La solution renforce la situation des entreprises qui participent à des programmes financés par la Communauté, notamment dans le cadre de l’aide extérieure. Elle leur offre la possibilité de contester directement les décisions de la Commission qui, en pratique, déterminent la viabilité de leurs opérations commerciales, sans devoir se cantonner à d’hypothétiques et souvent difficiles recours indemnitaires ou à des actions devant les juridictions nationales des pays tiers. La Cour garantit ainsi que les actes des institutions produisant des effets juridiques contraignants, même de manière indirecte mais certaine, puissent faire l’objet d’un recours en annulation.

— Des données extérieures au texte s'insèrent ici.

//! CLI command implementations.

pub mod classify;
pub mod schema;
pub mod serve;
pub mod tools;

use anyhow::{Context, Result};
use pgpilot_core::PilotConfig;
use std::path::Path;

/// Command-line values that take precedence over the config file.
#[derive(Debug, Default)]
pub struct Overrides {
    pub database_url: Option<String>,
    pub read_only: bool,
}

/// Load `path` (or defaults if it does not exist) and apply `overrides`.
pub fn load_config(path: &Path, overrides: &Overrides) -> Result<PilotConfig> {
    let mut config = if path.exists() {
        PilotConfig::from_file(path)
            .with_context(|| format!("Failed to load configuration from {:?}", path))?
    } else {
        tracing::debug!(path = ?path, "No configuration file; using defaults");
        PilotConfig::default()
    };

    if let Some(url) = &overrides.database_url {
        config.database.database_url_env = None;
        config.database.database_url = Some(url.clone());
    }
    if overrides.read_only {
        config.guardrails.read_only = true;
    }
    Ok(config)
}

#[cfg(test)]
mod tests {
    use super::*;
    use std::io::Write;

    #[test]
    fn test_missing_file_means_defaults() {
        let dir = tempfile::tempdir().unwrap();
        let config = load_config(&dir.path().join("absent.yaml"), &Overrides::default()).unwrap();
        assert_eq!(config.guardrails.max_rows, 1000);
        assert!(!config.guardrails.read_only);
    }

    #[test]
    fn test_overrides_win() {
        let mut file = tempfile::NamedTempFile::new().unwrap();
        writeln!(
            file,
            "database:\n  database_url_env: SOME_UNSET_VAR\n  database_url: postgres://file/db\nguardrails:\n  max_rows: 50"
        )
        .unwrap();

        let overrides = Overrides {
            database_url: Some("postgres://flag/db".to_string()),
            read_only: true,
        };
        let config = load_config(file.path(), &overrides).unwrap();

        assert_eq!(config.database.connection_string(), "postgres://flag/db");
        assert!(config.guardrails.read_only);
        assert_eq!(config.guardrails.max_rows, 50);
    }

    #[test]
    fn test_invalid_file_is_an_error() {
        let mut file = tempfile::NamedTempFile::new().unwrap();
        writeln!(file, "guardrails:\n  max_rows: 0").unwrap();
        assert!(load_config(file.path(), &Overrides::default()).is_err());
    }
}
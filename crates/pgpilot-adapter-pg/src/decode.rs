//! Row decoding by declared column type.

use bigdecimal::BigDecimal;
use chrono::{DateTime, NaiveDate, NaiveDateTime, NaiveTime, Utc};
use pgpilot_assist::{FieldInfo, QueryOutput};
use serde_json::{Map, Value};
use sqlx::postgres::{PgColumn, PgRow};
use sqlx::{Column, Postgres, Row, TypeInfo};

fn get<'r, T>(row: &'r PgRow, idx: usize) -> Option<T>
where
    T: sqlx::Decode<'r, Postgres> + sqlx::Type<Postgres>,
{
    row.try_get::<Option<T>, _>(idx).ok().flatten()
}

/// Field names and lower-cased type names of a result's columns.
pub fn fields_of(columns: &[PgColumn]) -> Vec<FieldInfo> {
    columns
        .iter()
        .map(|c| FieldInfo {
            name: c.name().to_string(),
            type_name: c.type_info().name().to_lowercase(),
        })
        .collect()
}

/// Decode one cell according to its declared type.
///
/// `numeric` is rendered as a string so no precision is lost. Types without a
/// dedicated mapping are read as text when possible, otherwise as null.
pub fn decode_value(row: &PgRow, idx: usize, type_name: &str) -> Value {
    let value = match type_name {
        "int2" => get::<i16>(row, idx).map(Value::from),
        "int4" => get::<i32>(row, idx).map(Value::from),
        "int8" => get::<i64>(row, idx).map(Value::from),
        "float4" => get::<f32>(row, idx).map(|v| Value::from(f64::from(v))),
        "float8" => get::<f64>(row, idx).map(Value::from),
        "numeric" => get::<BigDecimal>(row, idx).map(|v| Value::String(v.to_string())),
        "bool" => get::<bool>(row, idx).map(Value::Bool),
        "json" | "jsonb" => get::<Value>(row, idx),
        "uuid" => get::<uuid::Uuid>(row, idx).map(|v| Value::String(v.to_string())),
        "timestamptz" => get::<DateTime<Utc>>(row, idx).map(|v| Value::String(v.to_rfc3339())),
        "timestamp" => get::<NaiveDateTime>(row, idx)
            .map(|v| Value::String(v.format("%Y-%m-%dT%H:%M:%S%.f").to_string())),
        "date" => get::<NaiveDate>(row, idx).map(|v| Value::String(v.to_string())),
        "time" => get::<NaiveTime>(row, idx).map(|v| Value::String(v.to_string())),
        _ => get::<String>(row, idx).map(Value::String),
    };
    value.unwrap_or(Value::Null)
}

pub fn row_to_map(row: &PgRow, fields: &[FieldInfo]) -> Map<String, Value> {
    fields
        .iter()
        .enumerate()
        .map(|(idx, f)| (f.name.clone(), decode_value(row, idx, &f.type_name)))
        .collect()
}

pub fn rows_to_output(rows: &[PgRow], fields: Vec<FieldInfo>) -> QueryOutput {
    QueryOutput {
        row_count: rows.len() as u64,
        rows: rows.iter().map(|r| row_to_map(r, &fields)).collect(),
        fields,
    }
}
//! Read/write classification of SQL text.
//!
//! Classification looks at the leading keyword only; it is not a parser.
//! The text that gets executed is always the caller's original string.

use crate::error::AssistError;
use regex::Regex;
use serde::Serialize;
use std::sync::LazyLock;

static LIMIT_CLAUSE: LazyLock<Regex> = LazyLock::new(|| {
    Regex::new(r"\blimit\b|\bfetch\s+(first|next)\b").expect("valid regex")
});

const SCHEMA_MUTATING: &[&str] = &["create", "alter", "drop", "truncate", "rename"];

#[derive(Debug, Clone, Copy, PartialEq, Eq, Serialize)]
#[serde(rename_all = "lowercase")]
pub enum QueryKind {
    Read,
    Write,
    Explain,
}

impl QueryKind {
    fn label(&self) -> &'static str {
        match self {
            QueryKind::Read => "Read-only",
            QueryKind::Write => "Write",
            QueryKind::Explain => "EXPLAIN",
        }
    }
}

#[derive(Debug, Clone, Copy, PartialEq, Eq, Serialize)]
pub struct QueryClassification {
    pub kind: QueryKind,
    pub has_explicit_limit: bool,
    pub is_schema_mutating: bool,
}

impl QueryClassification {
    /// Whether a default row cap should be appended before execution.
    /// `EXPLAIN` is never capped.
    pub fn needs_row_cap(&self) -> bool {
        self.kind == QueryKind::Read && !self.has_explicit_limit
    }
}

pub fn classify(sql: &str) -> QueryClassification {
    let normalized = sql.trim().to_lowercase();
    let keyword = leading_keyword(&normalized);

    let kind = match keyword {
        "explain" => QueryKind::Explain,
        "select" | "with" => QueryKind::Read,
        _ => QueryKind::Write,
    };

    QueryClassification {
        kind,
        has_explicit_limit: LIMIT_CLAUSE.is_match(&normalized),
        is_schema_mutating: SCHEMA_MUTATING.contains(&keyword),
    }
}

/// Fails unless `sql` is a read or `EXPLAIN` statement.
pub fn ensure_read_only(sql: &str) -> Result<QueryClassification, AssistError> {
    let classification = classify(sql);
    match classification.kind {
        QueryKind::Read | QueryKind::Explain => Ok(classification),
        QueryKind::Write => Err(AssistError::InvalidQueryKind {
            expected: "execute",
            found: classification.kind.label(),
        }),
    }
}

/// Fails for `SELECT`, `WITH` and `EXPLAIN` text.
pub fn ensure_write_statement(sql: &str) -> Result<QueryClassification, AssistError> {
    let classification = classify(sql);
    match classification.kind {
        QueryKind::Write => Ok(classification),
        QueryKind::Read | QueryKind::Explain => Err(AssistError::InvalidQueryKind {
            expected: "query",
            found: classification.kind.label(),
        }),
    }
}

/// First word of already lower-cased text, skipping opening parentheses.
fn leading_keyword(normalized: &str) -> &str {
    let rest = normalized.trim_start_matches(|c: char| c == '(' || c.is_whitespace());
    let end = rest
        .find(|c: char| !(c.is_ascii_alphanumeric() || c == '_'))
        .unwrap_or(rest.len());
    &rest[..end]
}

#[cfg(test)]
mod tests {
    use super::*;

    #[test]
    fn test_kinds() {
        assert_eq!(classify("SELECT * FROM t").kind, QueryKind::Read);
        assert_eq!(classify("  with x as (select 1) select * from x").kind, QueryKind::Read);
        assert_eq!(classify("(select 1) union (select 2)").kind, QueryKind::Read);
        assert_eq!(classify(" insert into t values (1)").kind, QueryKind::Write);
        assert_eq!(classify("EXPLAIN SELECT * FROM big_table").kind, QueryKind::Explain);
        assert_eq!(classify("").kind, QueryKind::Write);
    }

    #[test]
    fn test_keyword_must_be_whole_word() {
        assert_eq!(classify("selection_view").kind, QueryKind::Write);
        assert_eq!(classify("explained").kind, QueryKind::Write);
    }

    #[test]
    fn test_explicit_limit() {
        assert!(classify("select * from t limit 5").has_explicit_limit);
        assert!(classify("SELECT * FROM t LIMIT\n10").has_explicit_limit);
        assert!(classify("select * from t fetch first 3 rows only").has_explicit_limit);
        assert!(!classify("select * from t").has_explicit_limit);
        assert!(!classify("select limited from t").has_explicit_limit);
    }

    #[test]
    fn test_schema_mutating() {
        for sql in ["DROP TABLE t", "create index i on t(x)", "Alter table t add c int", "truncate t", "rename x"] {
            assert!(classify(sql).is_schema_mutating, "{sql}");
        }
        assert!(!classify("insert into t values (1)").is_schema_mutating);
        assert!(!classify("select 'drop table t'").is_schema_mutating);
    }

    #[test]
    fn test_explain_is_never_capped() {
        let c = classify("EXPLAIN SELECT * FROM big_table");
        assert!(!c.has_explicit_limit);
        assert!(!c.needs_row_cap());
        assert!(classify("select * from big_table").needs_row_cap());
        assert!(!classify("select * from big_table limit 1").needs_row_cap());
    }

    #[test]
    fn test_ensure_read_only() {
        assert!(ensure_read_only("select 1").is_ok());
        assert!(ensure_read_only("explain select 1").is_ok());

        let err = ensure_read_only("delete from t").unwrap_err();
        assert_eq!(
            err.to_string(),
            "Write statements are not accepted here; use the `execute` tool instead"
        );
    }

    #[test]
    fn test_ensure_write_statement() {
        assert!(ensure_write_statement("update t set x = 1").is_ok());
        for sql in ["select 1", "WITH a AS (SELECT 1) SELECT * FROM a", "explain delete from t"] {
            let err = ensure_write_statement(sql).unwrap_err();
            assert!(
                matches!(err, AssistError::InvalidQueryKind { expected: "query", .. }),
                "{sql}"
            );
        }
    }
}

B. Une source potentielle d’insécurité pour les institutions communautaires

Si l’arrêt est favorable à la protection des droits des administrés, il introduit également une part d’incertitude pour l’institution auteur de l’acte. En effet, l’appréciation du caractère « purement théorique » de la marge de manœuvre d’un destinataire tiers contraint la Commission à une analyse prospective et contextuelle délicate. Elle ne peut plus se fier uniquement à la structure formelle des relations juridiques pour évaluer la portée de ses décisions. Elle doit anticiper les contraintes économiques et factuelles pesant sur les destinataires de ses actes pour déterminer si des tiers pourraient être directement affectés.

Cette exigence pourrait complexifier l’action administrative, en obligeant les institutions à documenter et à justifier leur appréciation de la situation concrète des acteurs impliqués dans des chaînes contractuelles complexes. La frontière entre une marge d’appréciation réelle, même limitée, et une marge « purement théorique » peut s’avérer difficile à tracer, créant une insécurité juridique quant à la recevabilité potentielle de recours émanant de tiers. Néanmoins, cet inconvénient apparaît comme le corollaire nécessaire au respect du principe d’une protection juridictionnelle effective, principe fondamental dans une communauté de droit.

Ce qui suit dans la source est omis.